Brazilian feminist, anarchist, and writer

Maria Angelina Soares (1905–1985) was a Brazilian feminist, anarchist, and writer. Her work appeared in anarchist journals, such as A Lanterna, El Libertario, A Voz da União, A Plebe, and A Voz dos Garçons.

==Biography==
Soares was an anarchist writer and promoter of Brazilian feminist anarchism during the 20th century. She lived in Santos, São Paulo from 1910 to 1914 with her family, where she was introduced to anarchism, partly influenced by her brother Florentino de Carvalho (né Primitivo Raimundo Soares) and partly influenced by her stepmother Paula Soares. She worked as an embroiderer.

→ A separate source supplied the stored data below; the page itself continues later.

//! Project configuration for the satchel CLI
//!
//! A project opts into satchel by carrying a `satchel.toml` at its root:
//!
//! ```toml
//! [project]
//! platform = "claude"
//! default_registry = "https://plugins.example.com"
//!
//! [registries]
//! internal = "https://registry.internal.example.com"
//! local = "~/plugin-registry"
//!
//! [plugins]
//! code-review = "^1.0"
//! deploy-helper = { version = "2.1.0", registry = "internal" }
//! scratch = { source = "../plugins/scratch" }
//! ```
//!
//! Plugin entries are either a bare version requirement string or a table
//! with `version`, `source` and `registry` fields. `source` bypasses the
//! registry lookup entirely and names the package bytes directly.

use serde::{Deserialize, Serialize};
use std::collections::BTreeMap;
use std::fs;
use std::path::{Path, PathBuf};
use thiserror::Error;

/// Name of the project configuration file
pub const CONFIG_FILE_NAME: &str = "satchel.toml";

#[derive(Debug, Error)]
pub enum ConfigError {
    #[error("IO error: {0}")]
    Io(#[from] std::io::Error),

    #[error("Failed to parse {CONFIG_FILE_NAME}: {0}")]
    Parse(#[from] toml::de::Error),

    #[error("Failed to serialize {CONFIG_FILE_NAME}: {0}")]
    Serialize(#[from] toml::ser::Error),
}

/// A requested plugin install, as declared in `satchel.toml` or on the
/// command line. Exactly one resolution path applies: a direct `source`
/// locator, or a registry lookup (named, literal URL, or project default).
#[derive(Debug, Clone, Default, Serialize, Deserialize, PartialEq, Eq)]
pub struct PluginSpec {
    /// Exact version or version requirement (e.g. "1.2.0", "^1.0")
    #[serde(skip_serializing_if = "Option::is_none")]
    pub version: Option<String>,

    /// Direct locator for the package bytes (path, URL, git+..., s3://...)
    #[serde(skip_serializing_if = "Option::is_none")]
    pub source: Option<String>,

    /// Named registry or literal registry URL to resolve against
    #[serde(skip_serializing_if = "Option::is_none")]
    pub registry: Option<String>,
}

impl PluginSpec {
    /// Spec pinned to an exact version string
    pub fn version(version: impl Into<String>) -> Self {
        PluginSpec {
            version: Some(version.into()),
            ..Default::default()
        }
    }

    /// Spec resolved from a direct source locator
    pub fn source(source: impl Into<String>) -> Self {
        PluginSpec {
            source: Some(source.into()),
            ..Default::default()
        }
    }
}

/// Serde shape for plugin entries: either `"^1.0"` or a full table
#[derive(Debug, Clone, Serialize, Deserialize)]
#[serde(untagged)]
enum SpecEntry {
    Version(String),
    Full(PluginSpec),
}

impl From<SpecEntry> for PluginSpec {
    fn from(entry: SpecEntry) -> Self {
        match entry {
            SpecEntry::Version(version) => PluginSpec::version(version),
            SpecEntry::Full(spec) => spec,
        }
    }
}

#[derive(Debug, Clone, Serialize, Deserialize)]
pub struct ProjectSection {
    /// Host platform the installed files are shaped for
    #[serde(default = "default_platform")]
    pub platform: String,

    /// Registry consulted when a spec names neither a source nor a registry
    #[serde(skip_serializing_if = "Option::is_none")]
    pub default_registry: Option<String>,
}

impl Default for ProjectSection {
    fn default() -> Self {
        ProjectSection {
            platform: default_platform(),
            default_registry: None,
        }
    }
}

fn default_platform() -> String {
    "claude".to_string()
}

/// Parsed `satchel.toml`
#[derive(Debug, Clone, Default, Serialize, Deserialize)]
pub struct ProjectConfig {
    #[serde(default)]
    pub project: ProjectSection,

    /// Named registry table: name -> base locator
    #[serde(default)]
    pub registries: BTreeMap<String, String>,

    #[serde(default)]
    plugins: BTreeMap<String, SpecEntry>,
}

impl ProjectConfig {
    /// Path of the configuration file for a project root
    pub fn path(project_root: &Path) -> PathBuf {
        project_root.join(CONFIG_FILE_NAME)
    }

    /// Load the configuration for a project root, defaulting when the file
    /// does not exist
    pub fn load(project_root: &Path) -> Result<Self, ConfigError> {
        let path = Self::path(project_root);
        if !path.exists() {
            return Ok(ProjectConfig::default());
        }

        let content = fs::read_to_string(&path)?;
        Ok(toml::from_str(&content)?)
    }

    /// Save the configuration back to the project root
    pub fn save(&self, project_root: &Path) -> Result<(), ConfigError> {
        let path = Self::path(project_root);
        let content = toml::to_string_pretty(self)?;
        fs::write(&path, content)?;
        Ok(())
    }

    /// Whether the project carries a `satchel.toml`
    pub fn exists(project_root: &Path) -> bool {
        Self::path(project_root).exists()
    }

    /// Declared plugin specs, sorted by name
    pub fn plugins(&self) -> Vec<(String, PluginSpec)> {
        self.plugins
            .iter()
            .map(|(name, entry)| (name.clone(), entry.clone().into()))
            .collect()
    }

    /// Declared spec for a single plugin, if any
    pub fn plugin_spec(&self, name: &str) -> Option<PluginSpec> {
        self.plugins.get(name).map(|entry| entry.clone().into())
    }

    /// Declare or replace a plugin spec
    pub fn set_plugin_spec(&mut self, name: &str, spec: PluginSpec) {
        self.plugins
            .insert(name.to_string(), SpecEntry::Full(spec));
    }

    /// Look up a named registry's base locator
    pub fn registry_url(&self, name: &str) -> Option<&str> {
        self.registries.get(name).map(String::as_str)
    }

    /// The registry used when a spec names neither source nor registry
    pub fn default_registry(&self) -> Option<&str> {
        self.project.default_registry.as_deref()
    }
}
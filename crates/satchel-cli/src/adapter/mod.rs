//! Platform adapters
//!
//! The orchestrator is platform-agnostic: it renders component content and
//! asks the adapter where and in what shape that content lands on disk. One
//! concrete implementation exists per supported host platform; the
//! orchestrator only ever calls through this trait and never inspects
//! platform identity itself.

mod claude;

use std::path::{Path, PathBuf};

use serde_json::Value;

use satchel_manifest::{Component, ComponentKind, McpServerDecl, PluginManifest};

use crate::install::error::InstallError;
use crate::install::plan::InstallationPlan;

pub use claude::ClaudeAdapter;

/// Maps plugin components to concrete filesystem installation plans
pub trait PlatformAdapter {
    /// Platform identifier, as used in `satchel.toml`
    fn name(&self) -> &'static str;

    /// Version of the platform conventions this adapter targets
    fn platform_version(&self) -> &'static str;

    /// Hook run once before any plugin installs, with every manifest the
    /// pre-install preview could parse (side-effecting, not retried)
    fn pre_install(
        &self,
        project_root: &Path,
        manifests: &[PluginManifest],
    ) -> Result<(), InstallError>;

    /// Hook run once after the batch, with the manifests that installed
    /// successfully
    fn post_install(
        &self,
        project_root: &Path,
        manifests: &[PluginManifest],
    ) -> Result<(), InstallError>;

    /// Compatibility warnings for a manifest; never blocks installation
    fn validate_compatibility(&self, manifest: &PluginManifest) -> Vec<String>;

    /// Platform-supplied template variables for the render context
    fn template_variables(&self, project_root: &Path, manifest: &PluginManifest) -> Value;

    /// Directory (relative to the project root) holding one component kind
    fn component_dir(&self, kind: ComponentKind) -> &'static str;

    /// Plan the installation of one rendered component
    fn plan_component(
        &self,
        kind: ComponentKind,
        component: &Component,
        manifest: &PluginManifest,
        rendered: &str,
        project_root: &Path,
        source_dir: &Path,
    ) -> Result<InstallationPlan, InstallError>;

    /// Plan the agent-file injection (a rewrite of the platform's top-level
    /// agent file with this plugin's tagged block spliced in)
    fn plan_agent_file(
        &self,
        manifest: &PluginManifest,
        rendered: &str,
        project_root: &Path,
    ) -> Result<InstallationPlan, InstallError>;

    /// Config fragment for one auxiliary (MCP) server declaration
    fn mcp_server_config(
        &self,
        decl: &McpServerDecl,
        manifest: &PluginManifest,
        project_root: &Path,
        source_dir: &Path,
    ) -> Result<Value, InstallError>;

    /// Merge an incoming config fragment into the existing auxiliary config
    fn merge_mcp_config(&self, existing: Value, incoming: &Value) -> Value;

    /// Where the auxiliary config file lives; `None` disables the step
    fn mcp_config_path(&self, project_root: &Path) -> Option<PathBuf>;

    /// Withdraw previously granted permission patterns (used on removal,
    /// with exactly the patterns no other plugin still references)
    fn revoke_permissions(
        &self,
        project_root: &Path,
        patterns: &[String],
    ) -> Result<(), InstallError>;
}

/// Look up the adapter for a configured platform name
pub fn adapter_for(platform: &str) -> Option<Box<dyn PlatformAdapter>> {
    match platform {
        "claude" => Some(Box::new(ClaudeAdapter::new())),
        _ => None,
    }
}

In 1914, she returned to São Paulo, living on Calle Bresser in the Brás neighborhood. Here, she actively participated in local anarchist organizations. She began by helping her brother produce and distribute the newspaper, Germinal-La Barricata, which was published in Portuguese and Italian. Then, she taught in libertarian schools, one on Avenida Celso Garcia, and another on Rua de Oriente. Her first article for the anarchist press, "A Guerra" was published in the newspaper A Lanterna, edited by Edgard Leuenroth. She collaborated with the newspaper A Voz da União, produced by Souza Passos, and the newspaper A Voz dos Garçons, edited by Nicolau Parada. She also wrote for "A Plebe" and the magazine Phrometeu, edited by her nephew, Arsênio Palacio, and O Libertário, published by Pedro Cataló in the 1960s. In São Paulo, Angelina also helped found and manage for the Centro Femenino de Educación (Women's Center of Education). In 1923, the Soares family traveled to Rio de Janeiro and took up residence on Rua Maria Jose in the Penha barrio. In Rio, Soares and her sisters Matilde, Antonia, and Pilar formed Grupo Renovação e Música. She died in Rio de Janeiro in 1985.